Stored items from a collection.
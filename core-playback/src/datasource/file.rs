//! Local file reads for `file://` URIs and plain paths.

use super::{ByteStream, DataSource, DataSourceFactory, DataSpec};
use crate::error::Result;
use async_trait::async_trait;
use bytes::Bytes;
use futures::stream::{self, StreamExt};
use std::io::SeekFrom;
use std::path::PathBuf;
use tokio::io::{AsyncReadExt, AsyncSeekExt};

const READ_CHUNK_SIZE: u64 = 64 * 1024;

/// Filesystem path behind a `file://` URI or plain path.
pub fn file_path(uri: &str) -> PathBuf {
    PathBuf::from(uri.strip_prefix("file://").unwrap_or(uri))
}

#[derive(Debug, Default, Clone, Copy)]
pub struct FileDataSourceFactory;

impl DataSourceFactory for FileDataSourceFactory {
    fn create_data_source(&self) -> Box<dyn DataSource> {
        Box::new(FileDataSource)
    }
}

#[derive(Debug, Default, Clone, Copy)]
pub struct FileDataSource;

#[async_trait]
impl DataSource for FileDataSource {
    async fn open(&self, spec: &DataSpec) -> Result<ByteStream> {
        let path = file_path(&spec.uri);
        let mut file = tokio::fs::File::open(&path).await?;
        let file_len = file.metadata().await?.len();

        if spec.position >= file_len {
            return Ok(stream::empty().boxed());
        }

        let available = file_len - spec.position;
        let to_read = spec.length.map_or(available, |len| len.min(available));

        file.seek(SeekFrom::Start(spec.position)).await?;
        Ok(Box::pin(stream::try_unfold((file, to_read), next_chunk)))
    }
}

async fn next_chunk(
    (mut file, remaining): (tokio::fs::File, u64),
) -> Result<Option<(Bytes, (tokio::fs::File, u64))>> {
    if remaining == 0 {
        return Ok(None);
    }
    let mut buffer = vec![0u8; remaining.min(READ_CHUNK_SIZE) as usize];
    let read = file.read(&mut buffer).await?;
    if read == 0 {
        return Ok(None);
    }
    buffer.truncate(read);
    Ok(Some((Bytes::from(buffer), (file, remaining - read as u64))))
}
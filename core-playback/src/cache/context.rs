//! Cache lifecycle
//!
//! [`CacheContext`] owns the cache directory, the cache index and the disk
//! cache. Each is created at most once per context, on first use, and shared
//! by every caller afterwards. [`CacheContext::global`] is the process-wide
//! instance used by default.
//!
//! The first caller fixes the storage context: later calls that pass a
//! different [`StorageContext`] get the already-created instances.

use super::config::CacheConfig;
use super::directory::CacheDirectory;
use super::disk_cache::DiskCache;
use super::evictor::NoOpCacheEvictor;
use super::index::CacheIndex;
use crate::error::{PlaybackError, Result};
use bridge_traits::StorageContext;
use std::path::PathBuf;
use std::sync::atomic::{AtomicUsize, Ordering};
use std::sync::{Arc, OnceLock};
use tokio::sync::OnceCell;
use tracing::{debug, info};

static GLOBAL: OnceLock<Arc<CacheContext>> = OnceLock::new();

pub struct CacheContext {
    config: CacheConfig,
    directory: CacheDirectory,
    index: OnceCell<Arc<CacheIndex>>,
    cache: OnceCell<Arc<DiskCache>>,
    index_inits: AtomicUsize,
    cache_inits: AtomicUsize,
}

impl CacheContext {
    pub fn new(config: CacheConfig) -> Self {
        Self {
            config,
            directory: CacheDirectory::new(),
            index: OnceCell::new(),
            cache: OnceCell::new(),
            index_inits: AtomicUsize::new(0),
            cache_inits: AtomicUsize::new(0),
        }
    }

    /// Process-wide context with the default configuration.
    pub fn global() -> Arc<CacheContext> {
        GLOBAL
            .get_or_init(|| Arc::new(CacheContext::new(CacheConfig::default())))
            .clone()
    }

    pub fn config(&self) -> &CacheConfig {
        &self.config
    }

    /// Memoized cache root.
    pub fn cache_directory(&self, context: &dyn StorageContext) -> PathBuf {
        self.directory.resolve(context).to_path_buf()
    }

    /// Directory holding span files and the index database.
    pub fn content_directory(&self, context: &dyn StorageContext) -> PathBuf {
        self.directory
            .resolve(context)
            .join(&self.config.content_directory)
    }

    /// The shared cache index, opening it on first call.
    ///
    /// # Errors
    ///
    /// Returns error if the configuration is invalid or the database cannot
    /// be opened. The context stays uninitialized so a later call retries.
    pub async fn index(&self, context: &dyn StorageContext) -> Result<Arc<CacheIndex>> {
        let index = self
            .index
            .get_or_try_init(|| async {
                self.config
                    .validate()
                    .map_err(PlaybackError::InvalidConfig)?;
                let path = self
                    .content_directory(context)
                    .join(&self.config.index_file_name);
                debug!(path = %path.display(), "Creating cache index");
                let index = CacheIndex::open(&path).await?;
                self.index_inits.fetch_add(1, Ordering::SeqCst);
                Ok::<_, PlaybackError>(Arc::new(index))
            })
            .await?;
        Ok(index.clone())
    }

    /// The shared disk cache, opening it (and the index) on first call.
    ///
    /// # Errors
    ///
    /// Returns error if the index or the cache directory cannot be opened.
    /// The context stays uninitialized so a later call retries.
    pub async fn disk_cache(&self, context: &dyn StorageContext) -> Result<Arc<DiskCache>> {
        let cache = self
            .cache
            .get_or_try_init(|| async {
                let index = self.index(context).await?;
                let directory = self.content_directory(context);
                let cache =
                    DiskCache::open(directory, index, Box::new(NoOpCacheEvictor)).await?;
                self.cache_inits.fetch_add(1, Ordering::SeqCst);
                info!(directory = %cache.directory().display(), "Disk cache ready");
                Ok::<_, PlaybackError>(Arc::new(cache))
            })
            .await?;
        Ok(cache.clone())
    }

    /// How many times the index has been constructed.
    pub fn index_init_count(&self) -> usize {
        self.index_inits.load(Ordering::SeqCst)
    }

    /// How many times the disk cache has been constructed.
    pub fn cache_init_count(&self) -> usize {
        self.cache_inits.load(Ordering::SeqCst)
    }
}

impl Default for CacheContext {
    fn default() -> Self {
        Self::new(CacheConfig::default())
    }
}
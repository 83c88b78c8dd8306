//! Disk cache
//!
//! Byte ranges of upstream resources stored as span files under one
//! directory, indexed by [`CacheIndex`]. A key maps to an ordered set of
//! spans plus the total content length once it is known.
//!
//! Span files are named `<sha256(key)>.<position>.<last_touch_ms>.span` and
//! are written to a temporary file first, then renamed into place, so a
//! reader never observes a partially written span. Opening the cache deletes
//! temporary files and span files the index does not know about.

use super::evictor::CacheEvictor;
use super::index::{CacheIndex, SpanRecord};
use crate::error::{PlaybackError, Result};
use bytes::{Bytes, BytesMut};
use core_runtime::logging::strip_path;
use parking_lot::RwLock;
use sha2::{Digest, Sha256};
use std::collections::{BTreeMap, HashMap, HashSet};
use std::io::SeekFrom;
use std::path::{Path, PathBuf};
use std::sync::Arc;
use tokio::io::{AsyncReadExt, AsyncSeekExt};
use tracing::{debug, info, instrument, warn};

const SPAN_SUFFIX: &str = "span";
const TEMP_SUFFIX: &str = "tmp";

/// A contiguous cached byte range backed by one file.
#[derive(Debug, Clone, PartialEq, Eq)]
pub struct CacheSpan {
    pub key: String,
    pub position: u64,
    pub length: u64,
    pub file: PathBuf,
    pub last_touch_ms: i64,
}

impl CacheSpan {
    /// Exclusive end offset.
    pub fn end(&self) -> u64 {
        self.position + self.length
    }

    fn from_record(directory: &Path, record: SpanRecord) -> Self {
        Self {
            file: directory.join(&record.file_name),
            key: record.key,
            position: record.position,
            length: record.length,
            last_touch_ms: record.last_touch_ms,
        }
    }
}

#[derive(Debug, Default)]
struct CachedContent {
    content_length: Option<u64>,
    spans: BTreeMap<u64, CacheSpan>,
}

/// Slice of a span file that contributes to a read.
struct ReadSegment {
    span: CacheSpan,
    offset: u64,
    length: u64,
}

/// Span file name for `key` at `position`.
pub fn span_file_name(key: &str, position: u64, last_touch_ms: i64) -> String {
    let digest = hex::encode(Sha256::digest(key.as_bytes()));
    format!("{}.{}.{}.{}", digest, position, last_touch_ms, SPAN_SUFFIX)
}

/// Unbounded on-disk cache.
pub struct DiskCache {
    directory: PathBuf,
    index: Arc<CacheIndex>,
    evictor: Box<dyn CacheEvictor>,
    contents: RwLock<HashMap<String, CachedContent>>,
}

impl DiskCache {
    /// Open the cache rooted at `directory`, reloading every span recorded in
    /// `index`. Spans whose file has disappeared are dropped from the index,
    /// and files left behind by interrupted writes are deleted.
    #[instrument(skip_all, fields(directory = %directory.display()))]
    pub async fn open(
        directory: PathBuf,
        index: Arc<CacheIndex>,
        evictor: Box<dyn CacheEvictor>,
    ) -> Result<Self> {
        tokio::fs::create_dir_all(&directory).await.map_err(|e| {
            PlaybackError::CacheError(format!(
                "Failed to create cache directory {}: {}",
                directory.display(),
                e
            ))
        })?;

        let mut contents: HashMap<String, CachedContent> = HashMap::new();
        for record in index.load_content().await? {
            contents.entry(record.key).or_default().content_length = record.content_length;
        }

        let mut loaded = 0usize;
        let mut dropped = 0usize;
        for record in index.load_spans().await? {
            let span = CacheSpan::from_record(&directory, record);
            if !tokio::fs::try_exists(&span.file).await.unwrap_or(false) {
                debug!(file = %strip_path(&span.file.to_string_lossy()), "Span file missing, dropping");
                index.remove_span(&span.key, span.position).await?;
                dropped += 1;
                continue;
            }
            evictor.on_span_added(&span);
            contents
                .entry(span.key.clone())
                .or_default()
                .spans
                .insert(span.position, span);
            loaded += 1;
        }

        let known: HashSet<PathBuf> = contents
            .values()
            .flat_map(|content| content.spans.values())
            .map(|span| span.file.clone())
            .collect();
        let orphans = remove_orphan_files(&directory, &known).await?;

        info!(
            keys = contents.len(),
            spans = loaded,
            dropped,
            orphans,
            "Disk cache opened"
        );

        Ok(Self {
            directory,
            index,
            evictor,
            contents: RwLock::new(contents),
        })
    }

    /// Directory holding the span files.
    pub fn directory(&self) -> &Path {
        &self.directory
    }

    /// Every cache key with recorded content, sorted.
    pub fn keys(&self) -> Vec<String> {
        let mut keys: Vec<String> = self.contents.read().keys().cloned().collect();
        keys.sort();
        keys
    }

    /// Total length of the content behind `key`, once known.
    pub fn content_length(&self, key: &str) -> Option<u64> {
        self.contents
            .read()
            .get(key)
            .and_then(|content| content.content_length)
    }

    /// Record the total length of the content behind `key`.
    pub async fn set_content_length(&self, key: &str, length: u64) -> Result<()> {
        self.index.set_content_length(key, length).await?;
        self.contents
            .write()
            .entry(key.to_string())
            .or_default()
            .content_length = Some(length);
        Ok(())
    }

    /// Spans cached for `key`, ordered by position.
    pub fn spans(&self, key: &str) -> Vec<CacheSpan> {
        self.contents
            .read()
            .get(key)
            .map(|content| content.spans.values().cloned().collect())
            .unwrap_or_default()
    }

    /// Number of contiguous bytes cached for `key` starting at `position`,
    /// capped at `max` when given.
    pub fn cached_length(&self, key: &str, position: u64, max: Option<u64>) -> u64 {
        self.plan_read(key, position, max.unwrap_or(u64::MAX))
            .iter()
            .map(|segment| segment.length)
            .sum()
    }

    /// Total bytes held in span files.
    pub fn cache_space(&self) -> u64 {
        self.contents
            .read()
            .values()
            .flat_map(|content| content.spans.values())
            .map(|span| span.length)
            .sum()
    }

    /// Read up to `length` contiguous cached bytes for `key` from `position`.
    ///
    /// Returns fewer bytes than requested when the cached run ends early.
    /// A span whose file cannot be read is dropped and the read fails.
    pub async fn read(&self, key: &str, position: u64, length: u64) -> Result<Bytes> {
        let segments = self.plan_read(key, position, length);
        let total: u64 = segments.iter().map(|segment| segment.length).sum();
        let mut buffer = BytesMut::with_capacity(total as usize);

        for segment in segments {
            match read_span_file(&segment.span.file, segment.offset, segment.length).await {
                Ok(chunk) => buffer.extend_from_slice(&chunk),
                Err(e) => {
                    warn!(
                        file = %strip_path(&segment.span.file.to_string_lossy()),
                        error = %e,
                        "Failed to read span file"
                    );
                    self.drop_span(&segment.span).await;
                    return Err(PlaybackError::CacheError(format!(
                        "Failed to read cached span at {}: {}",
                        segment.span.position, e
                    )));
                }
            }
        }

        Ok(buffer.freeze())
    }

    /// Store `data` as a span of `key` starting at `position`.
    ///
    /// A span already recorded at the same position is replaced.
    pub async fn write_fragment(&self, key: &str, position: u64, data: &[u8]) -> Result<()> {
        if data.is_empty() {
            return Ok(());
        }

        let last_touch_ms = chrono::Utc::now().timestamp_millis();
        let file_name = span_file_name(key, position, last_touch_ms);
        let file = self.directory.join(&file_name);
        let temp = self.directory.join(format!("{}.{}", file_name, TEMP_SUFFIX));

        tokio::fs::write(&temp, data).await.map_err(|e| {
            PlaybackError::CacheError(format!("Failed to write span {}: {}", file_name, e))
        })?;
        if let Err(e) = tokio::fs::rename(&temp, &file).await {
            let _ = tokio::fs::remove_file(&temp).await;
            return Err(PlaybackError::CacheError(format!(
                "Failed to commit span {}: {}",
                file_name, e
            )));
        }

        let record = SpanRecord {
            key: key.to_string(),
            position,
            length: data.len() as u64,
            file_name,
            last_touch_ms,
        };
        let indexed = match self.index.ensure_content(key).await {
            Ok(()) => self.index.put_span(&record).await,
            Err(e) => Err(e),
        };
        if let Err(e) = indexed {
            let _ = tokio::fs::remove_file(&file).await;
            return Err(e);
        }

        let span = CacheSpan::from_record(&self.directory, record);
        let replaced = self
            .contents
            .write()
            .entry(key.to_string())
            .or_default()
            .spans
            .insert(position, span.clone());

        if let Some(old) = replaced {
            if old.file != span.file {
                self.evictor.on_span_removed(&old);
                let _ = tokio::fs::remove_file(&old.file).await;
            }
        }
        self.evictor.on_span_added(&span);

        debug!(position, length = span.length, "Cached fragment");
        Ok(())
    }

    fn plan_read(&self, key: &str, position: u64, length: u64) -> Vec<ReadSegment> {
        let contents = self.contents.read();
        let Some(content) = contents.get(key) else {
            return Vec::new();
        };

        let limit = position.saturating_add(length);
        let mut segments = Vec::new();
        let mut cursor = position;
        while cursor < limit {
            // Among spans starting at or before the cursor, take the one reaching furthest
            let Some(span) = content
                .spans
                .range(..=cursor)
                .map(|(_, span)| span)
                .filter(|span| span.end() > cursor)
                .max_by_key(|span| span.end())
            else {
                break;
            };

            let segment_end = span.end().min(limit);
            segments.push(ReadSegment {
                span: span.clone(),
                offset: cursor - span.position,
                length: segment_end - cursor,
            });
            cursor = segment_end;
        }
        segments
    }

    async fn drop_span(&self, span: &CacheSpan) {
        let removed = {
            let mut contents = self.contents.write();
            match contents.get_mut(&span.key) {
                Some(content)
                    if content
                        .spans
                        .get(&span.position)
                        .is_some_and(|current| current.file == span.file) =>
                {
                    content.spans.remove(&span.position)
                }
                _ => None,
            }
        };

        if let Some(removed) = removed {
            if let Err(e) = self.index.remove_span(&removed.key, removed.position).await {
                warn!(error = %e, "Failed to remove span from cache index");
            }
            self.evictor.on_span_removed(&removed);
            let _ = tokio::fs::remove_file(&removed.file).await;
        }
    }
}

/// Delete temporary files and span files not in `known`.
async fn remove_orphan_files(directory: &Path, known: &HashSet<PathBuf>) -> Result<usize> {
    let mut entries = tokio::fs::read_dir(directory).await?;
    let mut removed = 0usize;
    while let Some(entry) = entries.next_entry().await? {
        let path = entry.path();
        let orphan = match path.extension().and_then(|ext| ext.to_str()) {
            Some(TEMP_SUFFIX) => true,
            Some(SPAN_SUFFIX) => !known.contains(&path),
            _ => false,
        };
        if !orphan {
            continue;
        }
        match tokio::fs::remove_file(&path).await {
            Ok(()) => removed += 1,
            Err(e) => warn!(
                file = %strip_path(&path.to_string_lossy()),
                error = %e,
                "Failed to remove orphaned cache file"
            ),
        }
    }
    Ok(removed)
}

async fn read_span_file(path: &Path, offset: u64, length: u64) -> std::io::Result<Vec<u8>> {
    let mut file = tokio::fs::File::open(path).await?;
    file.seek(SeekFrom::Start(offset)).await?;
    let mut buffer = vec![0u8; length as usize];
    file.read_exact(&mut buffer).await?;
    Ok(buffer)
}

Task to complete. State how many lines in the records above contain the word "CacheSpan", giving only the number.

Reply. 8